The estimation results show clear evidence of asymmetric effects from the production growth rate: in manufacturing and tradables, the asymmetry consists of larger effects of low (including negative) growth rates on capital accumulation than those of high growth rates, while in non-tradables the opposite is true, with larger effects from high growth rates than those of low growth rates. Thus, in tradables for example, a relatively low production growth rate (or a negative one) tends to reduce the capital accumulation rate by more than it is increased by a high production growth rate. Note, however, that the new results do not affect the conclusions previously obtained for the RER: as in the original equations, we still observe that in manufacturing and tradables an appreciation tends to reduce the capital accumulation rate by more than a depreciation tends to increase it.

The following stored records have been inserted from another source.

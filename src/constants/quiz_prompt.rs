use crate::models::{domain::Topic, dto::request::GenerationRequest};

pub const GENERATOR_NAME: &str = "QuizQuestionGenerator";

const GUIDELINES: &str = "IMPORTANT GUIDELINES:
1. Questions must be appropriate for kids in the stated age range
2. Focus on general knowledge that Indian children would find interesting
3. Include facts about India, Tamil Nadu, and world knowledge
4. Make questions fun and educational, not too hard
5. Avoid controversial, religious conflicts, or sensitive topics
6. Use simple language that kids can understand
7. Each question must have exactly 4 options
8. Only ONE option should be correct, and \"correct\" is its 0-based index
9. Provide a brief, kid-friendly explanation for each answer
10. Questions should be interesting and make kids curious to learn more

DIFFICULTY LEVELS:
- easy (age 8-10): Very simple facts, basic knowledge
- medium (age 11-13): Moderate complexity, some reasoning
- hard (age 14-16): More detailed knowledge, critical thinking";

/// System instructions for one generation call.
pub fn build_instructions(topic: &Topic, request: &GenerationRequest, valid_topics: &[&str]) -> String {
    format!(
        "You are a quiz question generator for Indian Tamil kids aged {age_min}-{age_max}.

TOPIC: {name}
TOPIC SLUG: {slug}
DESCRIPTION: {description}
EXAMPLES: {examples}
DIFFICULTY: {difficulty}
GENERATE: {count} questions

CRITICAL - TOPIC FIELD:
The \"topic\" field in each question MUST be EXACTLY: \"{slug}\"
Do NOT use variations like \"cricket\", \"football\", \"space\", etc.
Use ONLY the exact slug provided above.

VALID TOPIC SLUGS: {valid}

{guidelines}

Generate {count} unique, interesting questions about {name}.
Ensure variety - don't repeat similar questions.",
        age_min = request.age_min,
        age_max = request.age_max,
        name = topic.name,
        slug = topic.id,
        description = topic.description,
        examples = topic.examples,
        difficulty = request.difficulty,
        count = request.count,
        valid = valid_topics.join(", "),
        guidelines = GUIDELINES,
    )
}

pub fn build_user_prompt(topic: &Topic, request: &GenerationRequest) -> String {
    format!(
        "Generate {} {} difficulty quiz questions about {} for kids aged {}-{}.",
        request.count, request.difficulty, topic.name, request.age_min, request.age_max
    )
}

#[cfg(test)]
mod tests {
    use super::*;
    use crate::models::domain::{Difficulty, TopicCatalog};

    #[test]
    fn instructions_pin_the_topic_slug() {
        let catalog = TopicCatalog::builtin();
        let topic = catalog.get("sports").unwrap();
        let request = GenerationRequest::for_difficulty("sports", Difficulty::Medium, 3);

        let instructions = build_instructions(topic, &request, &catalog.ids());

        assert!(instructions.contains("MUST be EXACTLY: \"sports\""));
        assert!(instructions.contains("aged 11-13"));
        assert!(instructions.contains("DIFFICULTY: medium"));
        assert!(instructions.contains("space_astronomy"));
    }

    #[test]
    fn user_prompt_names_count_and_band() {
        let catalog = TopicCatalog::builtin();
        let topic = catalog.get("animals").unwrap();
        let request = GenerationRequest::for_difficulty("animals", Difficulty::Easy, 3);

        assert_eq!(
            build_user_prompt(topic, &request),
            "Generate 3 easy difficulty quiz questions about Animals for kids aged 8-10."
        );
    }
}
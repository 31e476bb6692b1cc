#[cfg(test)]
pub mod fixtures {
    use chrono::Utc;
    use uuid::Uuid;

    use crate::models::domain::{Difficulty, Question};

    /// A valid question on `topic` for the given age band.
    pub fn question_for(topic: &str, age_min: u8, age_max: u8) -> Question {
        Question {
            id: Uuid::new_v4().to_string(),
            question: format!("Sample question about {}?", topic),
            options: vec![
                "Option A".to_string(),
                "Option B".to_string(),
                "Option C".to_string(),
                "Option D".to_string(),
            ],
            correct: 2,
            explanation: "Option C is correct.".to_string(),
            difficulty: Difficulty::for_age(age_min),
            topic: topic.to_string(),
            age_min,
            age_max,
            created_at: Utc::now(),
            used_count: 0,
        }
    }

    /// `count` distinct questions sharing one age band.
    pub fn questions_for_age(count: usize, age_min: u8, age_max: u8) -> Vec<Question> {
        (0..count)
            .map(|_| question_for("science_nature", age_min, age_max))
            .collect()
    }
}

#[cfg(test)]
mod tests {
    use super::fixtures::*;

    #[test]
    fn test_fixtures_question_for() {
        let question = question_for("animals", 8, 10);
        assert_eq!(question.topic, "animals");
        assert_eq!(question.options.len(), 4);
        assert!(question.suits_age(9));
    }

    #[test]
    fn test_fixtures_questions_have_unique_ids() {
        let questions = questions_for_age(5, 11, 13);
        let mut ids: Vec<&str> = questions.iter().map(|q| q.id.as_str()).collect();
        ids.sort_unstable();
        ids.dedup();
        assert_eq!(ids.len(), 5);
    }
}
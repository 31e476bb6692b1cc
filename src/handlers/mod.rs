pub mod quiz_handler;

pub use quiz_handler::{
    configure, generate_questions, get_stats, health_check, list_topics, quiz_session,
};
pub mod question;
pub mod topic;
pub use question::{Difficulty, Question, QuestionSource};
pub use topic::{Topic, TopicCatalog};
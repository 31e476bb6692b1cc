use std::sync::Arc;

use async_openai::{config::OpenAIConfig, Client};
use async_trait::async_trait;
use secrecy::ExposeSecret;
use serde::Deserialize;
use serde_json::json;
use validator::Validate;

use crate::{
    config::Config,
    constants::quiz_prompt::{build_instructions, build_user_prompt, GENERATOR_NAME},
    errors::{AppError, AppResult},
    models::{
        domain::{Question, TopicCatalog},
        dto::{generated::GeneratedBatch, request::GenerationRequest},
    },
};

/// Produces fresh questions for a topic. Records that fail validation never
/// leave the implementation.
#[cfg_attr(test, mockall::automock)]
#[async_trait]
pub trait QuestionGenerator: Send + Sync {
    async fn generate(&self, request: &GenerationRequest) -> AppResult<Vec<Question>>;
}

#[derive(Debug, Deserialize)]
struct ChatCompletionEnvelope {
    choices: Vec<ChatChoice>,
}

#[derive(Debug, Deserialize)]
struct ChatChoice {
    message: ChatMessage,
}

#[derive(Debug, Deserialize)]
struct ChatMessage {
    content: Option<String>,
    #[serde(default)]
    refusal: Option<String>,
}

pub struct OpenAiQuestionGenerator {
    client: Client<OpenAIConfig>,
    model: String,
    catalog: Arc<TopicCatalog>,
}

impl OpenAiQuestionGenerator {
    pub fn new(config: &Config, catalog: Arc<TopicCatalog>) -> Self {
        let mut openai_config =
            OpenAIConfig::new().with_api_key(config.openai_api_key.expose_secret());
        if let Some(base) = &config.openai_api_base {
            openai_config = openai_config.with_api_base(base);
        }

        Self {
            client: Client::with_config(openai_config),
            model: config.openai_model.clone(),
            catalog,
        }
    }

    fn response_format() -> AppResult<serde_json::Value> {
        let mut schema = serde_json::to_value(schemars::schema_for!(GeneratedBatch))
            .map_err(|e| AppError::InternalError(format!("Failed to build response schema: {}", e)))?;
        if let Some(obj) = schema.as_object_mut() {
            obj.remove("$schema");
        }
        Ok(json!({
            "type": "json_schema",
            "json_schema": {
                "name": "question_batch",
                "schema": schema,
            }
        }))
    }
}

/// Parses model output and keeps only records that pass validation.
pub fn accept_batch(content: &str) -> AppResult<Vec<Question>> {
    let batch: GeneratedBatch = serde_json::from_str(content)
        .map_err(|e| AppError::GenerationError(format!("Unparseable model output: {}", e)))?;

    let received = batch.questions.len();
    let mut accepted = Vec::with_capacity(received);
    for record in batch.questions {
        match record.into_question() {
            Ok(question) => accepted.push(question),
            Err(e) => log::warn!("Dropping generated question that failed validation: {}", e),
        }
    }

    if accepted.is_empty() {
        return Err(AppError::GenerationError(format!(
            "None of the {} generated questions were valid",
            received
        )));
    }
    Ok(accepted)
}

#[async_trait]
impl QuestionGenerator for OpenAiQuestionGenerator {
    async fn generate(&self, request: &GenerationRequest) -> AppResult<Vec<Question>> {
        request.validate()?;

        let topic = self.catalog.get(&request.topic).ok_or_else(|| {
            AppError::ValidationError(format!(
                "Invalid topic: {}. Valid topics: {}",
                request.topic,
                self.catalog.ids().join(", ")
            ))
        })?;

        let body = json!({
            "model": self.model,
            "messages": [
                {
                    "role": "system",
                    "name": GENERATOR_NAME,
                    "content": build_instructions(topic, request, &self.catalog.ids()),
                },
                { "role": "user", "content": build_user_prompt(topic, request) },
            ],
            "response_format": Self::response_format()?,
        });

        log::debug!(
            "Requesting {} {} questions for topic {}",
            request.count,
            request.difficulty,
            request.topic
        );
        let response: ChatCompletionEnvelope = self.client.chat().create_byot(body).await?;

        let message = response
            .choices
            .into_iter()
            .next()
            .map(|c| c.message)
            .ok_or_else(|| AppError::GenerationError("Model returned no choices".to_string()))?;

        if let Some(refusal) = message.refusal {
            return Err(AppError::GenerationError(format!("Model refused: {}", refusal)));
        }
        let content = message
            .content
            .ok_or_else(|| AppError::GenerationError("Model returned empty content".to_string()))?;

        let questions = accept_batch(&content)?;
        log::info!(
            "Generated {} {} questions for topic {}",
            questions.len(),
            request.difficulty,
            request.topic
        );
        Ok(questions)
    }
}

### 4.2 Investment equations

Next, we consider estimates for the aggregate investment level. Initially two sets of estimations are presented, one which allows for a permanent downward intercept shift after the peso crisis of 1994–1995 (plus an additional one in 2013), and another set without such shifts. The shifts are consistent with studies showing protracted falls in investment after a financial crisis, such as the one in Mexico in 1994–1995 (see Reinhart and Tashiro 2013; Chari and Henry 2014). Although no such crisis occurred immediately before 2013–2016, the latter is a period characterized by abnormally slow investment growth in developing economies, including in Latin America (see World Bank 2017), and the downward shift appears to capture this phenomenon. In any event, while the fit of the estimated equations improves, our qualitative results regarding the RER’s effects on investment do not depend on including the intercept shifts.^{Footnote 12}

Table 3 begins with the equations excluding permanent intercept shifts. While all the equations include the RER level decomposed into RERD and RERA, different specifications are used to test the robustness of the estimated effects. Column (3.1) presents the simplest one, which controls only for the industrial production index and public investment level; column (3.2) adds the nominal interest rate and inflation rate, and column (3.3) the monetary aggregate M3; column (3.4), finally, discards the latter variable and adds the manufacturing export level.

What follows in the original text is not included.